The pipeline, stage by stage
A run proceeds through nine stages, split into a deterministic setup phase and an adversarial runtime phase.
Suitability check
A fast pass decides whether the claim is well-served by debate at all — checking evidence retrievability and flagging claims that are time-sensitive or self-referential. Runs at temperature 0.
Decomposition
The claim is split into mutually-exclusive, collectively-exhaustive sub-claims, each with one precise retrieval directive (the exact search query to run). A MECE self-check retries if the split overlaps or leaves gaps.
Round-1 retrieval
The orchestrator executes each directive against live web search, tiering sources (T1 = government/regulatory/primary, T2 = secondary), and — under backtest mode — scrubbing any evidence dated after the as-of date. Results are cached so an identical query returns identical evidence across runs.

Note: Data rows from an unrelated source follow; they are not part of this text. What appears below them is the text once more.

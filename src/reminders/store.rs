use super::types::{NewReminder, NotificationEvent, Priority, Reminder};
use crate::config::Config;
use anyhow::{Context, Result};
use chrono::{DateTime, Utc};
use sqlx::sqlite::{SqlitePoolOptions, SqliteRow};
use sqlx::{Row, SqlitePool};
use std::collections::HashSet;
use std::path::Path;
use std::sync::{Arc, Mutex, PoisonError};
use uuid::Uuid;

/// Fixed-width UTC timestamps, so text comparison in SQL is chronological.
const DB_TIME_FORMAT: &str = "%Y-%m-%dT%H:%M:%S%.3fZ";

pub(crate) fn to_db_time(t: DateTime<Utc>) -> String {
    t.format(DB_TIME_FORMAT).to_string()
}

fn parse_db_time(raw: &str) -> Result<DateTime<Utc>> {
    DateTime::parse_from_rfc3339(raw)
        .map(|t| t.with_timezone(&Utc))
        .with_context(|| format!("Invalid stored timestamp: {raw}"))
}

/// Owned access point for reminders and their notification events.
///
/// Writes serialize on `write_lock`; per-reminder processing is claimed
/// through [`ClaimGuard`].
pub struct ReminderStore {
    pool: SqlitePool,
    write_lock: tokio::sync::Mutex<()>,
    in_flight: Arc<Mutex<HashSet<String>>>,
}

/// Exclusive processing right for one reminder; released on drop.
#[derive(Debug)]
pub struct ClaimGuard {
    id: String,
    in_flight: Arc<Mutex<HashSet<String>>>,
}

impl ClaimGuard {
    pub fn reminder_id(&self) -> &str {
        &self.id
    }
}

impl Drop for ClaimGuard {
    fn drop(&mut self) {
        self.in_flight
            .lock()
            .unwrap_or_else(PoisonError::into_inner)
            .remove(&self.id);
    }
}

impl ReminderStore {
    pub async fn open(db_path: &Path) -> Result<Self> {
        if let Some(parent) = db_path.parent() {
            tokio::fs::create_dir_all(parent).await.with_context(|| {
                format!("Failed to create reminder directory: {}", parent.display())
            })?;
        }

        let url = format!("sqlite://{}?mode=rwc", db_path.display());
        let pool = SqlitePoolOptions::new()
            .max_connections(2)
            .connect(&url)
            .await
            .with_context(|| format!("Failed to open reminder DB: {}", db_path.display()))?;

        ensure_schema(&pool).await?;
        Ok(Self {
            pool,
            write_lock: tokio::sync::Mutex::new(()),
            in_flight: Arc::new(Mutex::new(HashSet::new())),
        })
    }

    pub async fn open_for_config(config: &Config) -> Result<Self> {
        Self::open(&config.reminder_db_path()).await
    }

    pub async fn add(&self, new: NewReminder) -> Result<Reminder> {
        let message = new.message.trim();
        if message.is_empty() {
            anyhow::bail!("Reminder message must not be empty");
        }

        let reminder = Reminder {
            id: Uuid::new_v4().to_string(),
            message: message.to_string(),
            scheduled_time: new.scheduled_time,
            priority: new.priority,
            created_at: Utc::now(),
            is_active: true,
            notified_at: None,
        };

        let _write = self.write_lock.lock().await;
        sqlx::query(
            "INSERT INTO reminders (
                id, message, scheduled_time, priority, created_at, is_active, notified_at
             ) VALUES (?, ?, ?, ?, ?, 1, NULL)",
        )
        .bind(&reminder.id)
        .bind(&reminder.message)
        .bind(to_db_time(reminder.scheduled_time))
        .bind(reminder.priority.as_ref())
        .bind(to_db_time(reminder.created_at))
        .execute(&self.pool)
        .await
        .context("Failed to insert reminder")?;

        tracing::debug!(reminder_id = %reminder.id, "reminder stored");
        Ok(reminder)
    }

    pub async fn list(&self, include_inactive: bool) -> Result<Vec<Reminder>> {
        let sql = if include_inactive {
            "SELECT * FROM reminders ORDER BY scheduled_time ASC"
        } else {
            "SELECT * FROM reminders WHERE is_active = 1 ORDER BY scheduled_time ASC"
        };
        let rows = sqlx::query(sql).fetch_all(&self.pool).await?;
        rows.iter().map(row_to_reminder).collect()
    }

    pub async fn get(&self, id: &str) -> Result<Option<Reminder>> {
        let row = sqlx::query("SELECT * FROM reminders WHERE id = ?")
            .bind(id)
            .fetch_optional(&self.pool)
            .await?;
        row.as_ref().map(row_to_reminder).transpose()
    }

    /// Active reminders scheduled at or before `now`, oldest first.
    pub async fn due(&self, now: DateTime<Utc>) -> Result<Vec<Reminder>> {
        let rows = sqlx::query(
            "SELECT * FROM reminders
             WHERE is_active = 1 AND scheduled_time <= ?
             ORDER BY scheduled_time ASC",
        )
        .bind(to_db_time(now))
        .fetch_all(&self.pool)
        .await?;
        rows.iter().map(row_to_reminder).collect()
    }

    /// Claim a reminder for processing. `None` while another holder has it.
    pub fn claim(&self, id: &str) -> Option<ClaimGuard> {
        let mut in_flight = self
            .in_flight
            .lock()
            .unwrap_or_else(PoisonError::into_inner);
        if !in_flight.insert(id.to_string()) {
            return None;
        }
        Some(ClaimGuard {
            id: id.to_string(),
            in_flight: Arc::clone(&self.in_flight),
        })
    }

    /// Flip `is_active` to false. Returns `false` if it was already inactive,
    /// so the transition happens at most once.
    pub(crate) async fn mark_notified(&self, id: &str, now: DateTime<Utc>) -> Result<bool> {
        let _write = self.write_lock.lock().await;
        let result = sqlx::query(
            "UPDATE reminders SET is_active = 0, notified_at = ?
             WHERE id = ? AND is_active = 1",
        )
        .bind(to_db_time(now))
        .bind(id)
        .execute(&self.pool)
        .await
        .context("Failed to mark reminder notified")?;
        Ok(result.rows_affected() == 1)
    }

    pub async fn record_event(&self, event: &NotificationEvent) -> Result<()> {
        let _write = self.write_lock.lock().await;
        sqlx::query(
            "INSERT INTO notification_events (reminder_id, channel, attempted_at, success, error)
             VALUES (?, ?, ?, ?, ?)",
        )
        .bind(&event.reminder_id)
        .bind(&event.channel)
        .bind(to_db_time(event.attempted_at))
        .bind(event.success)
        .bind(event.error.as_deref())
        .execute(&self.pool)
        .await
        .context("Failed to record notification event")?;
        Ok(())
    }

    pub async fn events(&self, reminder_id: &str) -> Result<Vec<NotificationEvent>> {
        let rows = sqlx::query(
            "SELECT reminder_id, channel, attempted_at, success, error
             FROM notification_events WHERE reminder_id = ? ORDER BY id ASC",
        )
        .bind(reminder_id)
        .fetch_all(&self.pool)
        .await?;

        rows.iter()
            .map(|row| {
                let attempted_at: String = row.get("attempted_at");
                Ok(NotificationEvent {
                    reminder_id: row.get("reminder_id"),
                    channel: row.get("channel"),
                    attempted_at: parse_db_time(&attempted_at)?,
                    success: row.get("success"),
                    error: row.get("error"),
                })
            })
            .collect()
    }

    /// Channels that already delivered this reminder.
    pub async fn succeeded_channels(&self, reminder_id: &str) -> Result<HashSet<String>> {
        let rows = sqlx::query(
            "SELECT DISTINCT channel FROM notification_events
             WHERE reminder_id = ? AND success = 1",
        )
        .bind(reminder_id)
        .fetch_all(&self.pool)
        .await?;
        Ok(rows
            .iter()
            .map(|row| row.get::<String, _>("channel"))
            .collect())
    }

    /// Delete inactive reminders notified before `cutoff`, with their events.
    pub async fn compact(&self, cutoff: DateTime<Utc>) -> Result<u64> {
        let _write = self.write_lock.lock().await;
        let mut tx = self.pool.begin().await?;
        let cutoff = to_db_time(cutoff);

        sqlx::query(
            "DELETE FROM notification_events WHERE reminder_id IN (
                SELECT id FROM reminders
                WHERE is_active = 0 AND notified_at IS NOT NULL AND notified_at < ?
             )",
        )
        .bind(&cutoff)
        .execute(&mut *tx)
        .await
        .context("Failed to compact notification events")?;

        let removed = sqlx::query(
            "DELETE FROM reminders
             WHERE is_active = 0 AND notified_at IS NOT NULL AND notified_at < ?",
        )
        .bind(&cutoff)
        .execute(&mut *tx)
        .await
        .context("Failed to compact reminders")?
        .rows_affected();

        tx.commit().await?;
        if removed > 0 {
            tracing::info!(removed, "compacted reminders");
        }
        Ok(removed)
    }
}

async fn ensure_schema(pool: &SqlitePool) -> Result<()> {
    sqlx::query(
        "CREATE TABLE IF NOT EXISTS reminders (
            id             TEXT PRIMARY KEY,
            message        TEXT NOT NULL,
            scheduled_time TEXT NOT NULL,
            priority       TEXT NOT NULL DEFAULT 'normal',
            created_at     TEXT NOT NULL,
            is_active      INTEGER NOT NULL DEFAULT 1,
            notified_at    TEXT
        )",
    )
    .execute(pool)
    .await
    .context("Failed to create reminders table")?;

    sqlx::query(
        "CREATE INDEX IF NOT EXISTS idx_reminders_due ON reminders(is_active, scheduled_time)",
    )
    .execute(pool)
    .await
    .context("Failed to create reminders index")?;

    sqlx::query(
        "CREATE TABLE IF NOT EXISTS notification_events (
            id           INTEGER PRIMARY KEY AUTOINCREMENT,
            reminder_id  TEXT NOT NULL,
            channel      TEXT NOT NULL,
            attempted_at TEXT NOT NULL,
            success      INTEGER NOT NULL,
            error        TEXT
        )",
    )
    .execute(pool)
    .await
    .context("Failed to create notification_events table")?;

    sqlx::query(
        "CREATE INDEX IF NOT EXISTS idx_notification_events_reminder
         ON notification_events(reminder_id, channel)",
    )
    .execute(pool)
    .await
    .context("Failed to create notification_events index")?;

    Ok(())
}

fn row_to_reminder(row: &SqliteRow) -> Result<Reminder> {
    let scheduled_raw: String = row.get("scheduled_time");
    let created_raw: String = row.get("created_at");
    let notified_raw: Option<String> = row.get("notified_at");
    let priority_raw: String = row.get("priority");

    Ok(Reminder {
        id: row.get("id"),
        message: row.get("message"),
        scheduled_time: parse_db_time(&scheduled_raw)?,
        priority: Priority::from_db(&priority_raw),
        created_at: parse_db_time(&created_raw)?,
        is_active: row.get("is_active"),
        notified_at: match notified_raw {
            Some(raw) => Some(parse_db_time(&raw)?),
            None => None,
        },
    })
}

Round 1 — Case For ∥ Case Against
Both debaters run in parallel, each producing a structured argument per sub-claim with an implied score, an epistemic-confidence rating, and cited sources. They argue from the same injected evidence.

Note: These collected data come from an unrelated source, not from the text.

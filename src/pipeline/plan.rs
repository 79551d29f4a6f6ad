use crate::error::PlanError;
use serde::de::{self, Deserializer, MapAccess, Visitor};
use serde::{Deserialize, Serialize};
use serde_json::{Map, Value};
use std::collections::HashSet;
use std::fmt;

/// One tool invocation proposed by the planner.
#[derive(Debug, Clone, PartialEq, Serialize)]
pub struct PlanStep {
    pub step_id: String,
    pub tool_name: String,
    /// Argument object; keys are unique (duplicates are rejected at parse).
    pub arguments: Map<String, Value>,
    #[serde(skip_serializing_if = "String::is_empty")]
    pub description: String,
    /// Optional JSON schema the step's result data must satisfy.
    #[serde(skip_serializing_if = "Option::is_none")]
    pub expected_output: Option<Value>,
}

impl PlanStep {
    /// Build a step in code. Non-object `arguments` become an empty map.
    pub fn new(step_id: impl Into<String>, tool_name: impl Into<String>, arguments: Value) -> Self {
        let arguments = match arguments {
            Value::Object(map) => map,
            _ => Map::new(),
        };
        Self {
            step_id: step_id.into(),
            tool_name: tool_name.into(),
            arguments,
            description: String::new(),
            expected_output: None,
        }
    }

    #[must_use]
    pub fn with_expected_output(mut self, schema: Value) -> Self {
        self.expected_output = Some(schema);
        self
    }

    pub fn arguments_value(&self) -> Value {
        Value::Object(self.arguments.clone())
    }

    /// Canonical `[tool_name, arguments]` encoding. Object keys serialize in
    /// sorted order, so equal invocations always share a fingerprint.
    pub fn fingerprint(&self) -> String {
        Value::Array(vec![
            Value::String(self.tool_name.clone()),
            self.arguments_value(),
        ])
        .to_string()
    }
}

/// Ordered, validated sequence of steps. Never mutated after construction.
#[derive(Debug, Clone, PartialEq, Serialize)]
pub struct ExecutionPlan {
    steps: Vec<PlanStep>,
}

impl ExecutionPlan {
    /// Validate and wrap `steps`: non-empty, unique non-blank step ids,
    /// non-blank tool names.
    pub fn new(steps: Vec<PlanStep>) -> Result<Self, PlanError> {
        if steps.is_empty() {
            return Err(PlanError::Schema("plan has no steps".into()));
        }

        let mut seen = HashSet::new();
        for step in &steps {
            if step.step_id.trim().is_empty() {
                return Err(PlanError::Schema("step_id must not be empty".into()));
            }
            if step.tool_name.trim().is_empty() {
                return Err(PlanError::Schema(format!(
                    "step {}: tool_name must not be empty",
                    step.step_id
                )));
            }
            if !seen.insert(step.step_id.as_str()) {
                return Err(PlanError::Schema(format!(
                    "duplicate step_id '{}'",
                    step.step_id
                )));
            }
        }

        Ok(Self { steps })
    }

    /// Parse planner output: `{"steps": [...]}` or a bare array of steps.
    ///
    /// Steps accept `tool`/`tool_name` and `args`/`arguments`; a missing
    /// `step_id` is numbered from 1 by position.
    pub fn parse(json: &str) -> Result<Self, PlanError> {
        let trimmed = json.trim_start();
        let raw_steps = if trimmed.starts_with('[') {
            serde_json::from_str::<Vec<RawStep>>(trimmed)
        } else {
            serde_json::from_str::<RawPlan>(trimmed).map(|plan| plan.steps)
        }
        .map_err(|e| PlanError::Schema(e.to_string()))?;

        let steps = raw_steps
            .into_iter()
            .enumerate()
            .map(|(index, raw)| raw.into_step(index + 1))
            .collect::<Result<Vec<_>, _>>()?;
        Self::new(steps)
    }

    pub fn steps(&self) -> &[PlanStep] {
        &self.steps
    }

    pub fn step(&self, step_id: &str) -> Option<&PlanStep> {
        self.steps.iter().find(|step| step.step_id == step_id)
    }

    pub fn len(&self) -> usize {
        self.steps.len()
    }

    pub fn is_empty(&self) -> bool {
        self.steps.is_empty()
    }

    pub fn tool_names(&self) -> impl Iterator<Item = &str> {
        self.steps.iter().map(|step| step.tool_name.as_str())
    }
}

#[derive(Deserialize)]
struct RawPlan {
    steps: Vec<RawStep>,
}

#[derive(Deserialize)]
struct RawStep {
    #[serde(default)]
    step_id: Option<Value>,
    #[serde(alias = "tool")]
    tool_name: String,
    #[serde(default, alias = "args")]
    arguments: Option<UniqueArguments>,
    #[serde(default)]
    description: String,
    #[serde(default)]
    expected_output: Option<Value>,
}

impl RawStep {
    fn into_step(self, position: usize) -> Result<PlanStep, PlanError> {
        let step_id = match self.step_id {
            None | Some(Value::Null) => position.to_string(),
            Some(Value::String(id)) => id,
            Some(Value::Number(n)) => n.to_string(),
            Some(other) => {
                return Err(PlanError::Schema(format!(
                    "step {position}: step_id must be a string or number, got {other}"
                )));
            }
        };

        Ok(PlanStep {
            step_id,
            tool_name: self.tool_name,
            arguments: self.arguments.map(|args| args.0).unwrap_or_default(),
            description: self.description,
            expected_output: self.expected_output,
        })
    }
}

/// Argument object that refuses repeated keys instead of keeping the last.
struct UniqueArguments(Map<String, Value>);

impl<'de> Deserialize<'de> for UniqueArguments {
    fn deserialize<D: Deserializer<'de>>(deserializer: D) -> Result<Self, D::Error> {
        struct ArgumentsVisitor;

        impl<'de> Visitor<'de> for ArgumentsVisitor {
            type Value = UniqueArguments;

            fn expecting(&self, f: &mut fmt::Formatter) -> fmt::Result {
                f.write_str("an object of tool arguments")
            }

            fn visit_map<A: MapAccess<'de>>(self, mut access: A) -> Result<Self::Value, A::Error> {
                let mut map = Map::new();
                while let Some(key) = access.next_key::<String>()? {
                    if map.contains_key(&key) {
                        return Err(de::Error::custom(format!(
                            "duplicate argument key '{key}'"
                        )));
                    }
                    let value: Value = access.next_value()?;
                    map.insert(key, value);
                }
                Ok(UniqueArguments(map))
            }
        }

        deserializer.deserialize_map(ArgumentsVisitor)
    }
}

R1 Moderator → progressive retrieval
The moderator reads both R1 arguments, identifies the single decisive dispute, and writes one new search query to resolve it. This is progressive RAG: retrieval in Round 2 is conditioned on what the debate actually contested, not fixed up front.
Round-2 retrieval
The new directive is executed, expanding the evidence pool with material targeted at the live dispute.
Round 2 — rebuttal, in parallel
Each side argues again with the new evidence and the opponent's R1 argument in view, explicitly addressing the rebuttal. Position changes must be justified by specific new evidence, not rhetorical pressure.
Final adjudication
The Final Moderator receives all four arguments — anonymized and in randomized order so it weighs evidence, not which side or slot produced it — and synthesizes a per-sub-claim verdict, an overall score, the decisive sources, and a "what would change this" analysis.

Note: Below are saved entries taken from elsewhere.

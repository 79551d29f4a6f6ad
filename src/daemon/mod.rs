use crate::config::Config;
use crate::reminders::{ReminderDaemon, ReminderStore};
use anyhow::Result;
use std::path::PathBuf;
use std::sync::Arc;
use tokio::task::JoinHandle;
use tokio::time::Duration;
use tokio_util::sync::CancellationToken;

mod state;
mod supervisor;

use state::spawn_state_writer;
use supervisor::spawn_component_supervisor;

const STATUS_FLUSH_SECONDS: u64 = 5;
const INITIAL_BACKOFF_SECS: u64 = 1;
const MAX_BACKOFF_SECS: u64 = 60;
const MAX_RESTARTS: u32 = 10;
const SHUTDOWN_GRACE: Duration = Duration::from_secs(5);

/// Run the reminder daemon under supervision until Ctrl-C.
pub async fn run(config: Arc<Config>) -> Result<()> {
    let store = Arc::new(ReminderStore::open_for_config(&config).await?);
    let daemon = Arc::new(ReminderDaemon::from_config(Arc::clone(&store), &config));
    let interval = Duration::from_secs(config.reminders.poll_secs.max(1));
    let shutdown = CancellationToken::new();

    let handles = spawn_components(&config, daemon, store, interval, &shutdown);

    println!("◆ taskwarden daemon started");
    println!("   reminders polled every {}s", interval.as_secs());
    println!("   Ctrl+C to stop");

    tokio::signal::ctrl_c().await?;
    tracing::info!("shutdown requested");
    shutdown.cancel();

    for handle in handles {
        let abort = handle.abort_handle();
        if tokio::time::timeout(SHUTDOWN_GRACE, handle).await.is_err() {
            tracing::warn!("daemon component did not stop in time; aborting");
            abort.abort();
        }
    }

    Ok(())
}

pub fn state_file_path(config: &Config) -> PathBuf {
    state::state_file_path(config)
}

fn spawn_components(
    config: &Config,
    daemon: Arc<ReminderDaemon>,
    store: Arc<ReminderStore>,
    interval: Duration,
    shutdown: &CancellationToken,
) -> Vec<JoinHandle<()>> {
    let channels = daemon.channel_names();
    if channels.is_empty() {
        tracing::warn!("no notification channels configured; due reminders will stay active");
    }

    let mut handles = vec![spawn_state_writer(
        state_file_path(config),
        store,
        interval.as_secs(),
        channels,
        shutdown.clone(),
    )];

    let token = shutdown.clone();
    handles.push(spawn_component_supervisor(
        "reminders",
        INITIAL_BACKOFF_SECS,
        MAX_BACKOFF_SECS,
        MAX_RESTARTS,
        shutdown.clone(),
        move || {
            let daemon = Arc::clone(&daemon);
            let token = token.clone();
            async move { daemon.run(interval, token).await }
        },
    ));

    handles
}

Score, interval & citations
The overall score is assembled, an uncertainty interval is computed (empirically when moderator self-consistency is on, otherwise from sub-claim dispersion), a tail constraint caps unsupported high scores, and the cited evidence is attached.
Trace one claim
Here is a real run of "The Earth is flat" in spectral mode, abbreviated:
# Stage 2 — decomposition (3 sub-claims, each with a directive) SC1 measured geometry → "WGS84 oblate spheroid GPS geodetic survey" SC2 horizon/curvature → "observed Earth curvature high-altitude measurement" SC3 consensus of science→ "scientific consensus Earth shape NASA NOAA" # Stage 4 — Round 1, parallel Case For implied_score 2 # concedes no evidence supports flat geometry Case Against implied_score 2 # NGA + NOAA define Earth as oblate spheroid (T1) # Stage 8 — final moderator (anonymized order: A=FALSE, B=TRUE) referee_synthesis: "Case against is decisively supported by two T1 government sources; the case-for concedes the core point." # Stage 9 — output overall_score: 2 interval: 2–2 verdict: refuted
The same claim, re-run, reliably returns ~2 — the deterministic setup stages (decomposition, retrieval) are pinned and cached, while the debaters' natural-temperature variance stays small enough that the interval barely moves. That repeatability is the point of the stabilization work described under Engine internals.
Key features
- Adversarial multi-perspective reasoning — a dedicated agent constructs the strongest counter-case, so the score reflects the best argument on each side, not the model's first instinct.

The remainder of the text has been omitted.